**Exercise**
Output the data in full and exactly as presented.

Task input: Begin

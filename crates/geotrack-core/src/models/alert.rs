use chrono::{DateTime, Utc};
use serde::{Deserialize, Serialize};
use std::fmt;
use std::str::FromStr;

use super::fix::Fix;

/// Unique identifier for a persisted alert
#[derive(Debug, Clone, Copy, PartialEq, Eq, Hash, PartialOrd, Ord, Serialize, Deserialize)]
pub struct AlertId(pub i64);

impl fmt::Display for AlertId {
    fn fmt(&self, f: &mut fmt::Formatter<'_>) -> fmt::Result {
        write!(f, "{}", self.0)
    }
}

/// Kind of condition an alert reports
#[derive(Debug, Clone, PartialEq, Eq, Hash, Serialize, Deserialize)]
#[serde(into = "String", from = "String")]
pub enum AlertKind {
    /// Subject is outside the geofence
    PerimeterBreach,
    /// No fix has been decoded for too many consecutive polls
    PositionLost,
    /// Operationally defined kind, stored verbatim
    Other(String),
}

impl AlertKind {
    pub fn as_str(&self) -> &str {
        match self {
            AlertKind::PerimeterBreach => "PERIMETER_BREACH",
            AlertKind::PositionLost => "POSITION_LOST",
            AlertKind::Other(name) => name,
        }
    }
}

impl fmt::Display for AlertKind {
    fn fmt(&self, f: &mut fmt::Formatter<'_>) -> fmt::Result {
        f.write_str(self.as_str())
    }
}

impl FromStr for AlertKind {
    type Err = std::convert::Infallible;

    fn from_str(s: &str) -> Result<Self, Self::Err> {
        Ok(match s {
            "PERIMETER_BREACH" => AlertKind::PerimeterBreach,
            "POSITION_LOST" => AlertKind::PositionLost,
            other => AlertKind::Other(other.to_string()),
        })
    }
}

impl From<String> for AlertKind {
    fn from(value: String) -> Self {
        match value.parse() {
            Ok(kind) => kind,
            Err(never) => match never {},
        }
    }
}

impl From<AlertKind> for String {
    fn from(kind: AlertKind) -> Self {
        kind.as_str().to_string()
    }
}

/// An alert record
#[derive(Debug, Clone, PartialEq, Serialize, Deserialize)]
pub struct Alert {
    /// Identifier assigned by the store; `None` until persisted
    pub id: Option<AlertId>,

    /// What triggered the alert
    pub kind: AlertKind,

    /// Human-readable description
    pub message: String,

    /// Latitude of the triggering fix, if any fix was known
    pub latitude: Option<f64>,

    /// Longitude of the triggering fix, if any fix was known
    pub longitude: Option<f64>,

    /// When the alert was raised
    pub created_at: DateTime<Utc>,

    /// Whether the alert has been resolved. Never reverts to `false`.
    pub resolved: bool,

    /// When the alert was resolved
    pub resolved_at: Option<DateTime<Utc>>,

    /// Number of notification sends attempted across all destinations
    pub notification_attempts: u32,

    /// Whether at least one destination accepted a notification
    pub notification_success: bool,
}

impl Alert {
    /// Create a new, unresolved and not yet notified alert
    pub fn new(kind: AlertKind, message: impl Into<String>, fix: Option<&Fix>) -> Self {
        Self {
            id: None,
            kind,
            message: message.into(),
            latitude: fix.map(|f| f.latitude),
            longitude: fix.map(|f| f.longitude),
            created_at: Utc::now(),
            resolved: false,
            resolved_at: None,
            notification_attempts: 0,
            notification_success: false,
        }
    }

    /// Mark the alert resolved. Returns `false` if it already was.
    pub fn resolve(&mut self, at: DateTime<Utc>) -> bool {
        if self.resolved {
            return false;
        }
        self.resolved = true;
        self.resolved_at = Some(at);
        true
    }

    /// Text sent to each notification destination
    pub fn notification_text(&self) -> String {
        match (self.latitude, self.longitude) {
            (Some(lat), Some(lon)) => {
                format!("ALERT: {} Location: {:.6}, {:.6}", self.message, lat, lon)
            }
            _ => format!("ALERT: {} Location: unknown", self.message),
        }
    }
}

#[cfg(test)]
mod tests {
    use super::*;

    #[test]
    fn test_kind_round_trips_through_text() {
        for kind in [
            AlertKind::PerimeterBreach,
            AlertKind::PositionLost,
            AlertKind::Other("LOW_BATTERY".to_string()),
        ] {
            let parsed: AlertKind = kind.as_str().parse().unwrap();
            assert_eq!(parsed, kind);
        }
    }

    #[test]
    fn test_kind_serializes_as_string() {
        let json = serde_json::to_string(&AlertKind::PerimeterBreach).unwrap();
        assert_eq!(json, "\"PERIMETER_BREACH\"");
    }

    #[test]
    fn test_resolve_only_once() {
        let mut alert = Alert::new(AlertKind::PositionLost, "GPS signal lost", None);
        let first = Utc::now();
        assert!(alert.resolve(first));
        assert!(!alert.resolve(Utc::now()));
        assert!(alert.resolved);
        assert_eq!(alert.resolved_at, Some(first));
    }

    #[test]
    fn test_notification_text_without_location() {
        let alert = Alert::new(AlertKind::PositionLost, "GPS signal lost for 60 seconds", None);
        assert_eq!(
            alert.notification_text(),
            "ALERT: GPS signal lost for 60 seconds Location: unknown"
        );
    }

    #[test]
    fn test_alert_carries_fix_coordinates() {
        let fix = Fix::new(40.8128, -74.006, Utc::now()).unwrap();
        let alert = Alert::new(AlertKind::PerimeterBreach, "left safe area", Some(&fix));
        assert_eq!(alert.latitude, Some(40.8128));
        assert_eq!(alert.longitude, Some(-74.006));
        assert!(alert.notification_text().contains("40.812800, -74.006000"));
    }
}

Task input: End

**Solved exercise**
filename crates/geotrack-core/src/models/alert.rs
use chrono::{DateTime, Utc};
use serde::{Deserialize, Serialize};
use std::fmt;
use std::str::FromStr;

use super::fix::Fix;

/// Unique identifier for a persisted alert
#[derive(Debug, Clone, Copy, PartialEq, Eq, Hash, PartialOrd, Ord, Serialize, Deserialize)]
pub struct AlertId(pub i64);

impl fmt::Display for AlertId {
    fn fmt(&self, f: &mut fmt::Formatter<'_>) -> fmt::Result {
        write!(f, "{}", self.0)
    }
}

/// Kind of condition an alert reports
#[derive(Debug, Clone, PartialEq, Eq, Hash, Serialize, Deserialize)]
#[serde(into = "String", from = "String")]
pub enum AlertKind {
    /// Subject is outside the geofence
    PerimeterBreach,
    /// No fix has been decoded for too many consecutive polls
    PositionLost,
    /// Operationally defined kind, stored verbatim
    Other(String),
}

impl AlertKind {
    pub fn as_str(&self) -> &str {
        match self {
            AlertKind::PerimeterBreach => "PERIMETER_BREACH",
            AlertKind::PositionLost => "POSITION_LOST",
            AlertKind::Other(name) => name,
        }
    }
}

impl fmt::Display for AlertKind {
    fn fmt(&self, f: &mut fmt::Formatter<'_>) -> fmt::Result {
        f.write_str(self.as_str())
    }
}

impl FromStr for AlertKind {
    type Err = std::convert::Infallible;

    fn from_str(s: &str) -> Result<Self, Self::Err> {
        Ok(match s {
            "PERIMETER_BREACH" => AlertKind::PerimeterBreach,
            "POSITION_LOST" => AlertKind::PositionLost,
            other => AlertKind::Other(other.to_string()),
        })
    }
}

impl From<String> for AlertKind {
    fn from(value: String) -> Self {
        match value.parse() {
            Ok(kind) => kind,
            Err(never) => match never {},
        }
    }
}

impl From<AlertKind> for String {
    fn from(kind: AlertKind) -> Self {
        kind.as_str().to_string()
    }
}

/// An alert record
#[derive(Debug, Clone, PartialEq, Serialize, Deserialize)]
pub struct Alert {
    /// Identifier assigned by the store; `None` until persisted
    pub id: Option<AlertId>,

    /// What triggered the alert
    pub kind: AlertKind,

    /// Human-readable description
    pub message: String,

    /// Latitude of the triggering fix, if any fix was known
    pub latitude: Option<f64>,

    /// Longitude of the triggering fix, if any fix was known
    pub longitude: Option<f64>,

    /// When the alert was raised
    pub created_at: DateTime<Utc>,

    /// Whether the alert has been resolved. Never reverts to `false`.
    pub resolved: bool,

    /// When the alert was resolved
    pub resolved_at: Option<DateTime<Utc>>,

    /// Number of notification sends attempted across all destinations
    pub notification_attempts: u32,

    /// Whether at least one destination accepted a notification
    pub notification_success: bool,
}

impl Alert {
    /// Create a new, unresolved and not yet notified alert
    pub fn new(kind: AlertKind, message: impl Into<String>, fix: Option<&Fix>) -> Self {
        Self {
            id: None,
            kind,
            message: message.into(),
            latitude: fix.map(|f| f.latitude),
            longitude: fix.map(|f| f.longitude),
            created_at: Utc::now(),
            resolved: false,
            resolved_at: None,
            notification_attempts: 0,
            notification_success: false,
        }
    }

    /// Mark the alert resolved. Returns `false` if it already was.
    pub fn resolve(&mut self, at: DateTime<Utc>) -> bool {
        if self.resolved {
            return false;
        }
        self.resolved = true;
        self.resolved_at = Some(at);
        true
    }

    /// Text sent to each notification destination
    pub fn notification_text(&self) -> String {
        match (self.latitude, self.longitude) {
            (Some(lat), Some(lon)) => {
                format!("ALERT: {} Location: {:.6}, {:.6}", self.message, lat, lon)
            }
            _ => format!("ALERT: {} Location: unknown", self.message),
        }
    }
}

#[cfg(test)]
mod tests {
    use super::*;

    #[test]
    fn test_kind_round_trips_through_text() {
        for kind in [
            AlertKind::PerimeterBreach,
            AlertKind::PositionLost,
            AlertKind::Other("LOW_BATTERY".to_string()),
        ] {
            let parsed: AlertKind = kind.as_str().parse().unwrap();
            assert_eq!(parsed, kind);
        }
    }

    #[test]
    fn test_kind_serializes_as_string() {
        let json = serde_json::to_string(&AlertKind::PerimeterBreach).unwrap();
        assert_eq!(json, "\"PERIMETER_BREACH\"");
    }

    #[test]
    fn test_resolve_only_once() {
        let mut alert = Alert::new(AlertKind::PositionLost, "GPS signal lost", None);
        let first = Utc::now();
        assert!(alert.resolve(first));
        assert!(!alert.resolve(Utc::now()));
        assert!(alert.resolved);
        assert_eq!(alert.resolved_at, Some(first));
    }

    #[test]
    fn test_notification_text_without_location() {
        let alert = Alert::new(AlertKind::PositionLost, "GPS signal lost for 60 seconds", None);
        assert_eq!(
            alert.notification_text(),
            "ALERT: GPS signal lost for 60 seconds Location: unknown"
        );
    }

    #[test]
    fn test_alert_carries_fix_coordinates() {
        let fix = Fix::new(40.8128, -74.006, Utc::now()).unwrap();
        let alert = Alert::new(AlertKind::PerimeterBreach, "left safe area", Some(&fix));
        assert_eq!(alert.latitude, Some(40.8128));
        assert_eq!(alert.longitude, Some(-74.006));
        assert!(alert.notification_text().contains("40.812800, -74.006000"));
    }
}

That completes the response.